───── Supplied material
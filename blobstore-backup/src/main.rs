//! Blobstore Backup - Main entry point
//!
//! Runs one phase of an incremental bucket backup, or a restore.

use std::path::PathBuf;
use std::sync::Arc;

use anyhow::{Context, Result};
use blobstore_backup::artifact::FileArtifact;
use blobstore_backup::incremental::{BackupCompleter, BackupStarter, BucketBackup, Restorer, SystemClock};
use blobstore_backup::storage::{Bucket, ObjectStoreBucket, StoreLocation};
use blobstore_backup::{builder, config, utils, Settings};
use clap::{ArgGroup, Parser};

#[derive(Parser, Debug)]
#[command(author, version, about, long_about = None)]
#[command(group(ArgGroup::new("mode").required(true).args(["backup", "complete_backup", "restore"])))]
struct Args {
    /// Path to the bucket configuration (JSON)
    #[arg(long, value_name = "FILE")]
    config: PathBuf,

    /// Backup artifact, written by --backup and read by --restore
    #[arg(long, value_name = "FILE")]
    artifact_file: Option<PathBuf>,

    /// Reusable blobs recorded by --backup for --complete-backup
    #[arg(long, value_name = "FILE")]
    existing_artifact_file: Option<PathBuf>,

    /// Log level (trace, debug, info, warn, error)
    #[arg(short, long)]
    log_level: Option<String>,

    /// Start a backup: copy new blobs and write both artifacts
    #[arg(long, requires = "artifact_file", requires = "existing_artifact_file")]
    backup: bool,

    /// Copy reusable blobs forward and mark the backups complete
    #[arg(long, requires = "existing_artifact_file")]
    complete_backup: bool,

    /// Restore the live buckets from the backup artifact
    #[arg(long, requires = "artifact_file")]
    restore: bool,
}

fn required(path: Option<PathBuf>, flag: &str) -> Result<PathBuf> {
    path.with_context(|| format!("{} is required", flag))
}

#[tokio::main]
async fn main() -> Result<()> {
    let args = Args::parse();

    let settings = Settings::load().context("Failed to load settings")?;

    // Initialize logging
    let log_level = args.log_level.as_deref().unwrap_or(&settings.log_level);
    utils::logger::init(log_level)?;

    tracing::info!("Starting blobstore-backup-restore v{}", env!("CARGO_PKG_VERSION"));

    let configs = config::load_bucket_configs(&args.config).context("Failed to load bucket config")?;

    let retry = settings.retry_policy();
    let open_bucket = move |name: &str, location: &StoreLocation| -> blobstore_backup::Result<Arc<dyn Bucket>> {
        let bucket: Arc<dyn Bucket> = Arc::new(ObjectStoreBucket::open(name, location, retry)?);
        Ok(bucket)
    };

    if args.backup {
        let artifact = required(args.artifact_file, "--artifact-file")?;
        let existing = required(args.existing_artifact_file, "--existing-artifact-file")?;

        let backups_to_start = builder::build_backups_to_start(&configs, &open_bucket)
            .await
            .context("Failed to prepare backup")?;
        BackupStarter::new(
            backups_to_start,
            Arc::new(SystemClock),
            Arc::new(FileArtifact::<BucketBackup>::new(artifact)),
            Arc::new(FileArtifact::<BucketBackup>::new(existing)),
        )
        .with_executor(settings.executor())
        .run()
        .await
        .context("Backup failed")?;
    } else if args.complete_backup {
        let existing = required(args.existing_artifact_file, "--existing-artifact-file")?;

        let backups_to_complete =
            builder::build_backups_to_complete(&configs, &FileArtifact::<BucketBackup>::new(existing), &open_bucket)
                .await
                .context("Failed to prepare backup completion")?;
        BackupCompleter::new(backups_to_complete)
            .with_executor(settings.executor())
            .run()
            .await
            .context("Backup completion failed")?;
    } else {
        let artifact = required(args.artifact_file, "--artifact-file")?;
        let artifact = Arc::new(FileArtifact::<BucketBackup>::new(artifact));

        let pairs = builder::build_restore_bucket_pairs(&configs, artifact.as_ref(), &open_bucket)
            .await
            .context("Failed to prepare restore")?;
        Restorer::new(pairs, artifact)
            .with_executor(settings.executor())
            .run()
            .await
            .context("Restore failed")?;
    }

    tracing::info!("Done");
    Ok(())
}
──────────
───── Supplied material
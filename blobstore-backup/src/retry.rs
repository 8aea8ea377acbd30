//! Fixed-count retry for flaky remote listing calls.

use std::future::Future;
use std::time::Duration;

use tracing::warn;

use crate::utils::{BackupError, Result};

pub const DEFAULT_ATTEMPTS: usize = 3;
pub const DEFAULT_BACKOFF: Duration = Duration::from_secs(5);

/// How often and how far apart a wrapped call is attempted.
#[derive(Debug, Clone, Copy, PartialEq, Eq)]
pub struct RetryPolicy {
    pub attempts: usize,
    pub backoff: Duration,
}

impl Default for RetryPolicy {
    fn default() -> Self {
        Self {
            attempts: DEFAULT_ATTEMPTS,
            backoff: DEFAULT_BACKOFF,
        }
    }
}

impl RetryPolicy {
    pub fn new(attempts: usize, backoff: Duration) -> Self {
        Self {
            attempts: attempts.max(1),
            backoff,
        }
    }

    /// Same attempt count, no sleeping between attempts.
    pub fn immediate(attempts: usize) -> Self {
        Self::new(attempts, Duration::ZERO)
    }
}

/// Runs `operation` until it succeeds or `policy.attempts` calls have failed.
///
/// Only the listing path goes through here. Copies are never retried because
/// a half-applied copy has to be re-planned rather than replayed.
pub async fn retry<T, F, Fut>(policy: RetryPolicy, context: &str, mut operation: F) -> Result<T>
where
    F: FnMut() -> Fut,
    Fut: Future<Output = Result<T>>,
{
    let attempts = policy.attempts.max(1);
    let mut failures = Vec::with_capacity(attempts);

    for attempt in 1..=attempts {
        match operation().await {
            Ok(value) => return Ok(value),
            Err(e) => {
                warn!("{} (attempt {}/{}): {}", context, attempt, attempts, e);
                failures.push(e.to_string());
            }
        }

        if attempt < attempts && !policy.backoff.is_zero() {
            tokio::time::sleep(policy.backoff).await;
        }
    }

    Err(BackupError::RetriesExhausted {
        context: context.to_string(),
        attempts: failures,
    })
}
──────────
:: Try it ::
Pull out every line of the records above that contains the word "info".

:: Output of the task ::
    /// Log level (trace, debug, info, warn, error)
    tracing::info!("Starting blobstore-backup-restore v{}", env!("CARGO_PKG_VERSION"));
    tracing::info!("Done");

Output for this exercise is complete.